* _Work request_:
An exact, complete copy of the data is all that is needed.

* _Stored data_:
= Beginning of Section =
//! HTML rendering of a selection onto a [`Surface`].

use std::fmt::Write as _;

use chrono::{DateTime, Local};

use crate::filters::Selection;
use crate::geo;
use crate::models::EventRecord;
use crate::surface::{Surface, escape_html};

/// Local time format used for the acquisition time.
pub const TIME_FORMAT: &str = "%-I:%M:%S %p";

/// Fragment shown when nothing was selected.
pub const NO_EVENTS_HTML: &str = r#"<p class="noevents">No events at this time</p>"#;

/// How feed text is inserted into the table.
#[derive(Debug, Clone, Copy, PartialEq, Eq, Default)]
pub enum Markup {
    /// Escape feed text (default)
    #[default]
    Escaped,
    /// Insert feed text as-is, matching legacy pages
    Raw,
}

/// Renders selections as a table.
#[derive(Debug, Clone, Copy, Default)]
pub struct Renderer {
    markup: Markup,
}

impl Renderer {
    #[must_use]
    pub const fn new(markup: Markup) -> Self {
        Self { markup }
    }

    /// Render one cycle's selection.
    ///
    /// Updates the time and counter, then replaces the table region. An
    /// empty selection renders only the placeholder.
    pub fn render<S: Surface + ?Sized>(
        &self,
        surface: &mut S,
        selection: &Selection<'_>,
        acquired: DateTime<Local>,
    ) {
        surface.set_timestamp(&acquired.format(TIME_FORMAT).to_string());
        surface.set_count(&selection.summary());

        if selection.is_empty() {
            surface.set_table(NO_EVENTS_HTML.to_string());
            return;
        }

        surface.set_table(self.table(&selection.events));
    }

    /// Build the table for a non-empty list of events.
    #[must_use]
    pub fn table(&self, events: &[&EventRecord]) -> String {
        let mut html = String::from(r#"<table id="theTable">"#);
        for event in events {
            html.push_str(&self.row(event));
        }
        html.push_str("</table>");
        html
    }

    fn row(&self, event: &EventRecord) -> String {
        let url = geo::map_url(event.geography.as_ref());
        let created = self.text(&event.created);

        let mut first = String::new();
        let _ = write!(
            first,
            "{}<br>{}<br>{}",
            self.text(&event.event_type),
            self.text(event.primary_road()),
            created,
        );
        if !url.is_empty() {
            let _ = write!(
                first,
                "<br><a target='_blank' href='{}'>MAP</a>",
                escape_html(&url)
            );
        }

        format!(
            r#"<tr><td class="datecell">{first}</td><td>{description}<br><em>Created: {created}<br>Updated: {updated}</em></td></tr>"#,
            description = self.text(&event.description),
            updated = self.text(&event.updated),
        )
    }

    fn text(&self, value: &str) -> String {
        match self.markup {
            Markup::Escaped => escape_html(value),
            Markup::Raw => value.to_string(),
        }
    }
}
= End of Section =
* _Expected answer_:
//! HTML rendering of a selection onto a [`Surface`].

use std::fmt::Write as _;

use chrono::{DateTime, Local};

use crate::filters::Selection;
use crate::geo;
use crate::models::EventRecord;
use crate::surface::{Surface, escape_html};

/// Local time format used for the acquisition time.
pub const TIME_FORMAT: &str = "%-I:%M:%S %p";

/// Fragment shown when nothing was selected.
pub const NO_EVENTS_HTML: &str = r#"<p class="noevents">No events at this time</p>"#;

/// How feed text is inserted into the table.
#[derive(Debug, Clone, Copy, PartialEq, Eq, Default)]
pub enum Markup {
    /// Escape feed text (default)
    #[default]
    Escaped,
    /// Insert feed text as-is, matching legacy pages
    Raw,
}

/// Renders selections as a table.
#[derive(Debug, Clone, Copy, Default)]
pub struct Renderer {
    markup: Markup,
}

impl Renderer {
    #[must_use]
    pub const fn new(markup: Markup) -> Self {
        Self { markup }
    }

    /// Render one cycle's selection.
    ///
    /// Updates the time and counter, then replaces the table region. An
    /// empty selection renders only the placeholder.
    pub fn render<S: Surface + ?Sized>(
        &self,
        surface: &mut S,
        selection: &Selection<'_>,
        acquired: DateTime<Local>,
    ) {
        surface.set_timestamp(&acquired.format(TIME_FORMAT).to_string());
        surface.set_count(&selection.summary());

        if selection.is_empty() {
            surface.set_table(NO_EVENTS_HTML.to_string());
            return;
        }

        surface.set_table(self.table(&selection.events));
    }

    /// Build the table for a non-empty list of events.
    #[must_use]
    pub fn table(&self, events: &[&EventRecord]) -> String {
        let mut html = String::from(r#"<table id="theTable">"#);
        for event in events {
            html.push_str(&self.row(event));
        }
        html.push_str("</table>");
        html
    }

    fn row(&self, event: &EventRecord) -> String {
        let url = geo::map_url(event.geography.as_ref());
        let created = self.text(&event.created);

        let mut first = String::new();
        let _ = write!(
            first,
            "{}<br>{}<br>{}",
            self.text(&event.event_type),
            self.text(event.primary_road()),
            created,
        );
        if !url.is_empty() {
            let _ = write!(
                first,
                "<br><a target='_blank' href='{}'>MAP</a>",
                escape_html(&url)
            );
        }

        format!(
            r#"<tr><td class="datecell">{first}</td><td>{description}<br><em>Created: {created}<br>Updated: {updated}</em></td></tr>"#,
            description = self.text(&event.description),
            updated = self.text(&event.updated),
        )
    }

    fn text(&self, value: &str) -> String {
        match self.markup {
            Markup::Escaped => escape_html(value),
            Markup::Raw => value.to_string(),
        }
    }
}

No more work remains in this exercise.